**Problem requirements:** From the listing below, output only the lines starting at the line that has "self.cities.extend(cities.into_iter().map(Into::into));" and ending at the line that has "use thiserror::Error;", exactly as they appear, ends included.
---
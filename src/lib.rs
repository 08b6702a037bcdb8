//! Path search over partially closed road networks.
//!
//! Provides two strategies over the same graph model:
//!
//! - **Exact (Dijkstra)**: minimum total-distance path via a binary-heap
//!   search on an explicit adjacency list.
//! - **Simulated Annealing (SA)**: random-walk seed, suffix-rewalk mutation
//!   and temperature-driven acceptance of worse routes, cooling geometrically.
//!
//! # Architecture
//!
//! A caller-owned [`GraphDescription`] (cities plus routes marked `ok` or
//! `closed`) is turned into a fresh [`graph::Graph`] on every call; closed
//! routes never become edges. Both solvers report a [`SearchResult`], where
//! "no path" is an ordinary outcome and only malformed input is an error.
//!
//! # Examples
//!
//! ```
//! use u_roadpath::{shortest_path, GraphDescription, Route};
//!
//! let description = GraphDescription::default()
//!     .with_cities(["A", "B", "C", "D"])
//!     .with_route(Route::ok("A", "B", 1.0))
//!     .with_route(Route::closed("B", "C", 1.0))
//!     .with_route(Route::ok("A", "C", 5.0))
//!     .with_route(Route::ok("C", "D", 1.0));
//!
//! let result = shortest_path(&description, "A", "D").unwrap();
//! assert_eq!(result.distance, Some(6.0));
//! ```

pub mod dijkstra;
pub mod error;
pub mod graph;
pub mod sa;
mod search;

pub use error::{InvalidInput, RoutingError};
pub use graph::{City, GraphDescription, Route, RouteStatus};
pub use sa::SaConfig;
pub use search::SearchResult;

use dijkstra::ExactPathSolver;
use graph::GraphBuilder;
use sa::AnnealingPathSolver;

/// Builds the graph and returns the exact shortest path from `start` to `end`.
///
/// # Errors
///
/// [`RoutingError::InvalidInput`] if the description is malformed.
pub fn shortest_path(
    description: &GraphDescription,
    start: &str,
    end: &str,
) -> Result<SearchResult, RoutingError> {
    let graph = GraphBuilder::build(description)?;
    Ok(ExactPathSolver::solve(&graph, start, end))
}

/// Builds the graph and searches a path by simulated annealing.
///
/// `SaConfig::default()` runs 5000 iterations from temperature 1000 with
/// cooling rate 0.995. A stuck seed walk and missing endpoints both yield
/// [`SearchResult::no_path`].
///
/// # Errors
///
/// [`RoutingError::InvalidInput`] for a malformed description,
/// [`RoutingError::InvalidConfig`] for an invalid `config`.
pub fn annealing_path(
    description: &GraphDescription,
    start: &str,
    end: &str,
    config: &SaConfig,
) -> Result<SearchResult, RoutingError> {
    let graph = GraphBuilder::build(description)?;
    AnnealingPathSolver::solve(&graph, start, end, config).map(|o| o.into_search_result())
}
//! Raw city/route description supplied by the caller.

/// Opaque city identifier. Unique within a [`GraphDescription`].
pub type City = String;

/// Availability of a route.
#[derive(Debug, Clone, Copy, PartialEq, Eq, Hash)]
#[cfg_attr(feature = "serde", derive(serde::Serialize, serde::Deserialize))]
#[cfg_attr(feature = "serde", serde(rename_all = "lowercase"))]
pub enum RouteStatus {
    /// Traversable.
    Ok,
    /// Excluded from the graph entirely.
    Closed,
}

/// A route between two cities.
///
/// Routes are written with a direction but become undirected edges.
#[derive(Debug, Clone, PartialEq)]
#[cfg_attr(feature = "serde", derive(serde::Serialize, serde::Deserialize))]
pub struct Route {
    pub from: City,
    pub to: City,
    /// Edge weight, must be finite and positive.
    pub distance: f64,
    pub status: RouteStatus,
}

impl Route {
    /// Creates a route with the given status.
    pub fn new(
        from: impl Into<City>,
        to: impl Into<City>,
        distance: f64,
        status: RouteStatus,
    ) -> Self {
        Self {
            from: from.into(),
            to: to.into(),
            distance,
            status,
        }
    }

    /// Creates an open route.
    pub fn ok(from: impl Into<City>, to: impl Into<City>, distance: f64) -> Self {
        Self::new(from, to, distance, RouteStatus::Ok)
    }

    /// Creates a closed route.
    pub fn closed(from: impl Into<City>, to: impl Into<City>, distance: f64) -> Self {
        Self::new(from, to, distance, RouteStatus::Closed)
    }

    pub fn is_open(&self) -> bool {
        self.status == RouteStatus::Ok
    }
}

/// Input to graph construction: the listed cities and all known routes.
///
/// # Examples
///
/// ```
/// use u_roadpath::graph::{GraphDescription, Route};
///
/// let description = GraphDescription::default()
///     .with_cities(["A", "B", "C"])
///     .with_route(Route::ok("A", "B", 4.0))
///     .with_route(Route::closed("B", "C", 2.0));
/// assert_eq!(description.cities.len(), 3);
/// assert_eq!(description.routes.len(), 2);
/// ```
#[derive(Debug, Clone, Default, PartialEq)]
#[cfg_attr(feature = "serde", derive(serde::Serialize, serde::Deserialize))]
pub struct GraphDescription {
    /// Cities in input order. Order fixes node indices.
    pub cities: Vec<City>,
    pub routes: Vec<Route>,
}

impl GraphDescription {
    pub fn new(cities: Vec<City>, routes: Vec<Route>) -> Self {
        Self { cities, routes }
    }

    pub fn with_city(mut self, city: impl Into<City>) -> Self {
        self.cities.push(city.into());
        self
    }

    pub fn with_cities<I, C>(mut self, cities: I) -> Self
    where
        I: IntoIterator<Item = C>,
        C: Into<City>,
    {
        self.cities.extend(cities.into_iter().map(Into::into));
        self
    }

    pub fn with_route(mut self, route: Route) -> Self {
        self.routes.push(route);
        self
    }
}
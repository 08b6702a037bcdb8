//! Error types.
//!
//! Only malformed input is an error. An unreachable destination is a
//! normal outcome and is reported through [`SearchResult`](crate::SearchResult).

use thiserror::Error;

use crate::graph::City;

/// A malformed graph description.
#[derive(Error, Debug, Clone, PartialEq)]
pub enum InvalidInput {
    #[error("city {0:?} is listed more than once")]
    DuplicateCity(City),

    #[error("route {from:?} -> {to:?} references unknown city {city:?}")]
    UnknownCity { from: City, to: City, city: City },

    #[error("route {from:?} -> {to:?} has invalid distance {distance}")]
    InvalidDistance { from: City, to: City, distance: f64 },
}

/// Errors surfaced by graph construction and the solvers.
#[derive(Error, Debug, Clone, PartialEq)]
pub enum RoutingError {
    #[error("invalid input: {0}")]
    InvalidInput(#[from] InvalidInput),

    #[error("invalid annealing config: {0}")]
    InvalidConfig(String),
}

impl RoutingError {
    /// Returns `true` for errors caused by the graph description.
    pub fn is_invalid_input(&self) -> bool {
        matches!(self, RoutingError::InvalidInput(_))
    }
}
---
**Answer to the problem:**
        self.cities.extend(cities.into_iter().map(Into::into));
        self
    }

    pub fn with_route(mut self, route: Route) -> Self {
        self.routes.push(route);
        self
    }
}
repository 08b6702a037bcdb8
//! Error types.
//!
//! Only malformed input is an error. An unreachable destination is a
//! normal outcome and is reported through [`SearchResult`](crate::SearchResult).

use thiserror::Error;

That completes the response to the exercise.